● YOUR OBJECTIVE: Copy exactly. Begin with the line that contains "and dry runs." and stop after the last line of the records.

:: DATA EXTRACTS

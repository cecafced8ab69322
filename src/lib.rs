//! `attachpoll`: poll a mailbox and save new attachments to disk.
//!
//! The library holds the incremental sync engine and its collaborators:
//! mail sources (IMAP, in-memory), cursor stores (SQLite, in-memory) and
//! attachment sinks (directory, in-memory). The binary wires them together
//! and drives the engine on a fixed interval.

pub mod config;
pub mod error;
pub mod export;
pub mod model;
pub mod parser;
pub mod scheduler;
pub mod source;
pub mod store;
pub mod sync;
//! Pure selection logic: which messages a cycle looks at, in what order,
//! and which of their parts qualify.

use crate::export::filename::placeholder_name;
use crate::model::{CandidateMessage, Cursor, Part, SearchPredicate};

/// Drop already-processed and out-of-range messages, then sort the rest
/// into processing order.
///
/// Equality with the cursor's last identity is the only duplicate barrier:
/// predicates are inclusive or imprecise.
pub fn select_messages(
    cursor: &Cursor,
    predicate: &SearchPredicate,
    found: Vec<CandidateMessage>,
) -> Vec<CandidateMessage> {
    let mut selected: Vec<CandidateMessage> = found
        .into_iter()
        .filter(|m| predicate.admits(m))
        .filter(|m| !cursor.is_last_message(m))
        .collect();
    selected.sort_by(CandidateMessage::cycle_order);
    selected
}

/// Attachment parts worth saving, paired with the name they declared.
///
/// With an extension filter, only parts whose declared filename carries that
/// extension qualify. Without one, every attachment qualifies and nameless
/// parts get a placeholder.
pub fn qualifying_parts<'a>(
    message: &'a CandidateMessage,
    extension: Option<&str>,
) -> Vec<(&'a Part, String)> {
    message
        .attachment_parts()
        .enumerate()
        .filter_map(|(idx, part)| match extension {
            Some(ext) => part
                .filename
                .clone()
                .filter(|_| part.has_extension(ext))
                .map(|name| (part, name)),
            None => Some((
                part,
                part.filename.clone().unwrap_or_else(|| placeholder_name(idx)),
            )),
        })
        .collect()
}

/// The most recent message by processing order.
pub fn latest_message(found: &[CandidateMessage]) -> Option<&CandidateMessage> {
    found.iter().max_by(|a, b| CandidateMessage::cycle_order(a, b))
}

#[cfg(test)]
mod tests {
    use super::*;
    use crate::model::{Disposition, PartRef};
    use chrono::{TimeZone, Utc};

    fn part(disposition: Disposition, filename: Option<&str>, idx: usize) -> Part {
        Part {
            disposition,
            filename: filename.map(String::from),
            content_type: None,
            part_ref: PartRef(idx),
        }
    }

    fn msg(id: &str, seq: u32, day: u32, parts: Vec<Part>) -> CandidateMessage {
        CandidateMessage {
            id: Some(id.to_string()),
            sequence: Some(seq),
            timestamp: Utc.with_ymd_and_hms(2024, 1, day, 9, 0, 0).unwrap(),
            parts,
        }
    }

    #[test]
    fn test_select_drops_last_processed_and_sorts() {
        let cursor = Cursor {
            last_message_id: Some("m2".into()),
            last_sequence: None,
            last_processed_at: Some("2024-01-02T09:00:00+00:00".into()),
        };
        let found = vec![
            msg("m4", 4, 4, vec![]),
            msg("m2", 2, 2, vec![]),
            msg("m3", 3, 3, vec![]),
        ];
        let selected = select_messages(&cursor, &SearchPredicate::All, found);
        let ids: Vec<String> = selected.iter().map(|m| m.identity()).collect();
        assert_eq!(ids, vec!["m3", "m4"]);
    }

    #[test]
    fn test_select_applies_sequence_threshold() {
        let found = vec![msg("m7", 7, 7, vec![]), msg("m8", 8, 8, vec![])];
        let selected = select_messages(
            &Cursor::default(),
            &SearchPredicate::SequenceGreaterThan(7),
            found,
        );
        assert_eq!(selected.len(), 1);
        assert_eq!(selected[0].sequence, Some(8));
    }

    #[test]
    fn test_qualifying_parts_with_extension() {
        let m = msg(
            "m",
            1,
            1,
            vec![
                part(Disposition::Attachment, Some("a.pdf"), 1),
                part(Disposition::Attachment, Some("b.PDF"), 2),
                part(Disposition::Attachment, Some("c.docx"), 3),
                part(Disposition::Attachment, None, 4),
                part(Disposition::Inline, Some("d.pdf"), 5),
            ],
        );
        let names: Vec<String> = qualifying_parts(&m, Some("pdf"))
            .into_iter()
            .map(|(_, n)| n)
            .collect();
        assert_eq!(names, vec!["a.pdf", "b.PDF"]);
    }

    #[test]
    fn test_qualifying_parts_unrestricted() {
        let m = msg(
            "m",
            1,
            1,
            vec![
                part(Disposition::Attachment, Some("c.docx"), 1),
                part(Disposition::Attachment, None, 2),
                part(Disposition::Unspecified, Some("e.txt"), 3),
            ],
        );
        let names: Vec<String> = qualifying_parts(&m, None)
            .into_iter()
            .map(|(_, n)| n)
            .collect();
        assert_eq!(names, vec!["c.docx", "attachment-1"]);
    }

    #[test]
    fn test_latest_message() {
        let found = vec![
            msg("a", 1, 5, vec![]),
            msg("b", 2, 9, vec![]),
            msg("c", 3, 2, vec![]),
        ];
        assert_eq!(latest_message(&found).map(|m| m.identity()), Some("b".into()));
        assert!(latest_message(&[]).is_none());
    }
}
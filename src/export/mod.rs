//! Attachment output: file naming and the sinks attachments are written to.

pub mod filename;
pub mod sink;

pub use sink::{AttachmentSink, DirectorySink, MemorySink, SavedAttachment};
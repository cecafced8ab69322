//! MIME parsing of raw RFC 5322 messages fetched from a mail source.

pub mod mime;
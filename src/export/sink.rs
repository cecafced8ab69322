//! Attachment sinks: where extracted attachment bytes end up.

use std::fs;
use std::path::{Path, PathBuf};

use crate::error::{Result, SyncError};

/// Where a saved attachment ended up.
#[derive(Debug, Clone, PartialEq, Eq)]
pub struct SavedAttachment {
    /// Final name, after any collision suffix was applied.
    pub name: String,
    /// Human-readable location (a path for the directory sink).
    pub location: String,
    pub size: u64,
}

/// Persistent storage for attachment bytes.
///
/// Callers pass names that are already unique (timestamp prefixed); a sink
/// must still never overwrite an existing entry.
pub trait AttachmentSink: Send {
    fn save(&mut self, name: &str, data: &[u8]) -> Result<SavedAttachment>;
}

/// Writes attachments as files in one directory.
#[derive(Debug)]
pub struct DirectorySink {
    dir: PathBuf,
}

impl DirectorySink {
    /// Open the sink, creating `dir` if needed.
    pub fn new(dir: impl AsRef<Path>) -> Result<Self> {
        let dir = dir.as_ref().to_path_buf();
        if !dir.exists() {
            fs::create_dir_all(&dir).map_err(|e| SyncError::io(&dir, e))?;
            tracing::info!(dir = %dir.display(), "Created attachments directory");
        }
        Ok(Self { dir })
    }

    pub fn dir(&self) -> &Path {
        &self.dir
    }
}

impl AttachmentSink for DirectorySink {
    fn save(&mut self, name: &str, data: &[u8]) -> Result<SavedAttachment> {
        let path = unique_path(&self.dir.join(name));
        let final_name = path
            .file_name()
            .map(|n| n.to_string_lossy().into_owned())
            .unwrap_or_else(|| name.to_string());

        // The final name only ever holds complete files.
        let temp_path = self.dir.join(format!(".{final_name}.tmp"));
        fs::write(&temp_path, data).map_err(|e| SyncError::io(&temp_path, e))?;
        if let Err(e) = fs::rename(&temp_path, &path) {
            let _ = fs::remove_file(&temp_path);
            return Err(SyncError::io(&path, e));
        }

        Ok(SavedAttachment {
            name: final_name,
            location: path.display().to_string(),
            size: data.len() as u64,
        })
    }
}

/// If `path` already exists, append a counter to make it unique.
fn unique_path(path: &Path) -> PathBuf {
    if !path.exists() {
        return path.to_path_buf();
    }

    let stem = path.file_stem().and_then(|s| s.to_str()).unwrap_or("file");
    let ext = path.extension().and_then(|e| e.to_str()).unwrap_or("");
    let parent = path.parent().unwrap_or(Path::new("."));

    for i in 1..1000 {
        let candidate = if ext.is_empty() {
            parent.join(format!("{stem}_{i}"))
        } else {
            parent.join(format!("{stem}_{i}.{ext}"))
        };
        if !candidate.exists() {
            return candidate;
        }
    }

    parent.join(format!("{stem}_dup.{ext}"))
}

/// Keeps attachments in memory. Used by tests and dry runs.
#[derive(Debug, Default)]
pub struct MemorySink {
    pub saved: Vec<(String, Vec<u8>)>,
}

impl MemorySink {
    pub fn new() -> Self {
        Self::default()
    }

    pub fn names(&self) -> Vec<&str> {
        self.saved.iter().map(|(name, _)| name.as_str()).collect()
    }
}

impl AttachmentSink for MemorySink {
    fn save(&mut self, name: &str, data: &[u8]) -> Result<SavedAttachment> {
        self.saved.push((name.to_string(), data.to_vec()));
        Ok(SavedAttachment {
            name: name.to_string(),
            location: format!("memory:{name}"),
            size: data.len() as u64,
        })
    }
}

::::

● FINAL ANSWER:
/// Keeps attachments in memory. Used by tests and dry runs.
#[derive(Debug, Default)]
pub struct MemorySink {
    pub saved: Vec<(String, Vec<u8>)>,
}

impl MemorySink {
    pub fn new() -> Self {
        Self::default()
    }

    pub fn names(&self) -> Vec<&str> {
        self.saved.iter().map(|(name, _)| name.as_str()).collect()
    }
}

impl AttachmentSink for MemorySink {
    fn save(&mut self, name: &str, data: &[u8]) -> Result<SavedAttachment> {
        self.saved.push((name.to_string(), data.to_vec()));
        Ok(SavedAttachment {
            name: name.to_string(),
            location: format!("memory:{name}"),
            size: data.len() as u64,
        })
    }
}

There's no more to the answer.